Amazon removed the case to federal court and then moved to dismiss. In its memorandum in support of its motion, Amazon pointed out that Mr. Ferris' Eastman-Kodak citation was fictional. Mr. Ferris then responded to the motion by hallucinating six fake cases: Krob v. Target Corp., 401 F. Supp. 3d 1088 (D. Minn. 2019); Epic Games, Inc. v. Sweeney, 2018 U.S. Dist. LEXIS 158430 (E.D.N.C. 2018); Volvo Cars of N. Am., Inc. v. Federated, 2013 U.S. Dist. LEXIS 106493 (D. Md. 2013); Waymo LLC v. Uber Technologies, Inc., 256 F. Supp. 3d 1059, 1077 (N.D. Cal. 2017); Parker v. Baltimore & Ohio R. Co., 652 F.2d 1012 (7th Cir. 1981); Bechtel v. Competitive Techs. Inc., 59 F.3d 1161 (9th Cir. 1995).

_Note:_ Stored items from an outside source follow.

//! Handler coverage for the review endpoints.

use std::sync::Arc;

use actix_web::http::StatusCode;
use actix_web::{App, test, web};
use chrono::Utc;
use rstest::rstest;
use serde_json::Value;
use uuid::Uuid;

use super::*;
use crate::domain::ports::MockReviewCommand;
use crate::domain::rating::Rating;
use crate::domain::user::UserId;
use crate::inbound::http::state::HttpState;

const SESSION_USER: &str = "3fa85f64-5717-4562-b3fc-2c963f66afa6";

fn stored_review(book_id: Uuid, user_id: UserId, rating: f64) -> Review {
    let now = Utc::now();
    Review {
        id: Uuid::new_v4(),
        book_id,
        user_id,
        rating: Rating::new(rating).expect("test rating in range"),
        comment: Some("gripping".to_owned()),
        is_deleted: false,
        created_at: now,
        updated_at: now,
    }
}

fn test_app(
    state: HttpState,
) -> App<
    impl actix_web::dev::ServiceFactory<
        actix_web::dev::ServiceRequest,
        Config = (),
        Response = actix_web::dev::ServiceResponse,
        Error = actix_web::Error,
        InitError = (),
    >,
> {
    App::new()
        .app_data(web::Data::new(state))
        .wrap(crate::inbound::http::test_utils::test_session_middleware())
        .service(
            web::scope("/api/v1")
                .route(
                    "/test-login",
                    web::get().to(|session: SessionContext| async move {
                        let id = UserId::new(SESSION_USER).expect("fixture id");
                        session.persist_user(&id)?;
                        Ok::<_, Error>(HttpResponse::Ok())
                    }),
                )
                .service(submit_review)
                .service(update_review)
                .service(delete_review),
        )
}

fn state_with_reviews(reviews: MockReviewCommand) -> HttpState {
    let mut state = HttpState::fixtures();
    state.reviews = Arc::new(reviews);
    state
}

async fn login_cookie<S, B>(app: &S) -> actix_web::cookie::Cookie<'static>
where
    S: actix_web::dev::Service<
            actix_http::Request,
            Response = actix_web::dev::ServiceResponse<B>,
            Error = actix_web::Error,
        >,
    B: actix_web::body::MessageBody,
{
    let response = test::call_service(
        app,
        test::TestRequest::get().uri("/api/v1/test-login").to_request(),
    )
    .await;
    response
        .response()
        .cookies()
        .find(|cookie| cookie.name() == "session")
        .expect("session cookie set")
        .into_owned()
}

#[rstest]
#[actix_web::test]
async fn submit_requires_authentication() {
    let app = test::init_service(test_app(HttpState::fixtures())).await;

    let response = test::call_service(
        &app,
        test::TestRequest::post()
            .uri(&format!("/api/v1/books/{}/reviews", Uuid::new_v4()))
            .set_json(&ReviewRequestBody {
                rating: 4.0,
                comment: None,
            })
            .to_request(),
    )
    .await;

    assert_eq!(response.status(), StatusCode::UNAUTHORIZED);
}

#[rstest]
#[actix_web::test]
async fn submit_passes_the_session_identity_to_the_port() {
    let book_id = Uuid::new_v4();
    let caller = UserId::new(SESSION_USER).expect("fixture id");

    let mut reviews = MockReviewCommand::new();
    reviews
        .expect_submit_review()
        .withf(move |request| {
            request.book_id == book_id
                && request.user_id == caller
                && request.rating.value() == 4.0
        })
        .return_once(move |request| {
            Ok(stored_review(request.book_id, request.user_id, 4.0))
        });

    let app = test::init_service(test_app(state_with_reviews(reviews))).await;
    let cookie = login_cookie(&app).await;

    let response = test::call_service(
        &app,
        test::TestRequest::post()
            .uri(&format!("/api/v1/books/{book_id}/reviews"))
            .cookie(cookie)
            .set_json(&ReviewRequestBody {
                rating: 4.0,
                comment: Some("gripping".to_owned()),
            })
            .to_request(),
    )
    .await;

    assert_eq!(response.status(), StatusCode::CREATED);
    let body: Value = test::read_body_json(response).await;
    assert_eq!(body["bookId"], book_id.to_string());
    assert_eq!(body["rating"], 4.0);
    assert_eq!(body["isDeleted"], false);
}

#[rstest]
#[case(0.5)]
#[case(5.5)]
#[actix_web::test]
async fn submit_rejects_out_of_range_ratings(#[case] rating: f64) {
    let app = test::init_service(test_app(HttpState::fixtures())).await;
    let cookie = login_cookie(&app).await;

    let response = test::call_service(
        &app,
        test::TestRequest::post()
            .uri(&format!("/api/v1/books/{}/reviews", Uuid::new_v4()))
            .cookie(cookie)
            .set_json(&ReviewRequestBody {
                rating,
                comment: None,
            })
            .to_request(),
    )
    .await;

    assert_eq!(response.status(), StatusCode::BAD_REQUEST);
    let body: Value = test::read_body_json(response).await;
    assert_eq!(body["details"]["code"], "invalid_rating");
}

#[rstest]
#[actix_web::test]
async fn submit_surfaces_conflicts() {
    let mut reviews = MockReviewCommand::new();
    reviews
        .expect_submit_review()
        .return_once(|_| Err(Error::conflict("you have already reviewed this book")));

    let app = test::init_service(test_app(state_with_reviews(reviews))).await;
    let cookie = login_cookie(&app).await;

    let response = test::call_service(
        &app,
        test::TestRequest::post()
            .uri(&format!("/api/v1/books/{}/reviews", Uuid::new_v4()))
            .cookie(cookie)
            .set_json(&ReviewRequestBody {
                rating: 4.0,
                comment: None,
            })
            .to_request(),
    )
    .await;

    assert_eq!(response.status(), StatusCode::CONFLICT);
}

#[rstest]
#[actix_web::test]
async fn update_rejects_malformed_review_ids() {
    let app = test::init_service(test_app(HttpState::fixtures())).await;
    let cookie = login_cookie(&app).await;

    let response = test::call_service(
        &app,
        test::TestRequest::put()
            .uri("/api/v1/reviews/not-a-uuid")
            .cookie(cookie)
            .set_json(&ReviewRequestBody {
                rating: 3.0,
                comment: None,
            })
            .to_request(),
    )
    .await;

    assert_eq!(response.status(), StatusCode::BAD_REQUEST);
    let body: Value = test::read_body_json(response).await;
    assert_eq!(body["details"]["field"], "reviewId");
}

#[rstest]
#[actix_web::test]
async fn update_surfaces_forbidden_for_non_owners() {
    let mut reviews = MockReviewCommand::new();
    reviews
        .expect_update_review()
        .return_once(|_| Err(Error::forbidden("you do not own this review")));

    let app = test::init_service(test_app(state_with_reviews(reviews))).await;
    let cookie = login_cookie(&app).await;

    let response = test::call_service(
        &app,
        test::TestRequest::put()
            .uri(&format!("/api/v1/reviews/{}", Uuid::new_v4()))
            .cookie(cookie)
            .set_json(&ReviewRequestBody {
                rating: 3.0,
                comment: None,
            })
            .to_request(),
    )
    .await;

    assert_eq!(response.status(), StatusCode::FORBIDDEN);
}

#[rstest]
#[actix_web::test]
async fn delete_returns_the_soft_deleted_review() {
    let review_id = Uuid::new_v4();
    let caller = UserId::new(SESSION_USER).expect("fixture id");

    let mut reviews = MockReviewCommand::new();
    reviews
        .expect_delete_review()
        .withf(move |request| request.review_id == review_id && request.user_id == caller)
        .return_once(move |request| {
            let mut review = stored_review(Uuid::new_v4(), request.user_id, 4.0);
            review.id = request.review_id;
            review.is_deleted = true;
            Ok(review)
        });

    let app = test::init_service(test_app(state_with_reviews(reviews))).await;
    let cookie = login_cookie(&app).await;

    let response = test::call_service(
        &app,
        test::TestRequest::delete()
            .uri(&format!("/api/v1/reviews/{review_id}"))
            .cookie(cookie)
            .to_request(),
    )
    .await;

    assert_eq!(response.status(), StatusCode::OK);
    let body: Value = test::read_body_json(response).await;
    assert_eq!(body["id"], review_id.to_string());
    assert_eq!(body["isDeleted"], true);
}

On March 3, 2025, this Court found that Mr. Ferris had violated Rule 11 of the Federal Rules of Civil Procedure and ordered him to show cause as to why his case should not be dismissed. That same day, three filings by Mr. Ferris arrived by mail—all containing false or misleading citations. On April 8, 2025, a show-cause hearing was held during which Mr. Ferris informed the Court that he had drafted the problematic filings using AI. The statement Mr. Ferris read to the Court was also drafted by AI.
ANALYSIS
Courts exist to decide controversies fairly, in accordance with the law. This function is undermined when litigants using AI persistently misrepresent the law to the courts. AI is a powerful tool, that when used prudently, provides immense benefits. When used carelessly, it produces frustratingly realistic legal fiction that takes inordinately longer to respond to than to create. While one party can create a fake legal brief at the click of a button, the opposing party and court must parse through the case names, citations, and points of law to determine which parts, if any, are true. As AI continues to proliferate, this creation-response imbalance places significant strain on the judicial system.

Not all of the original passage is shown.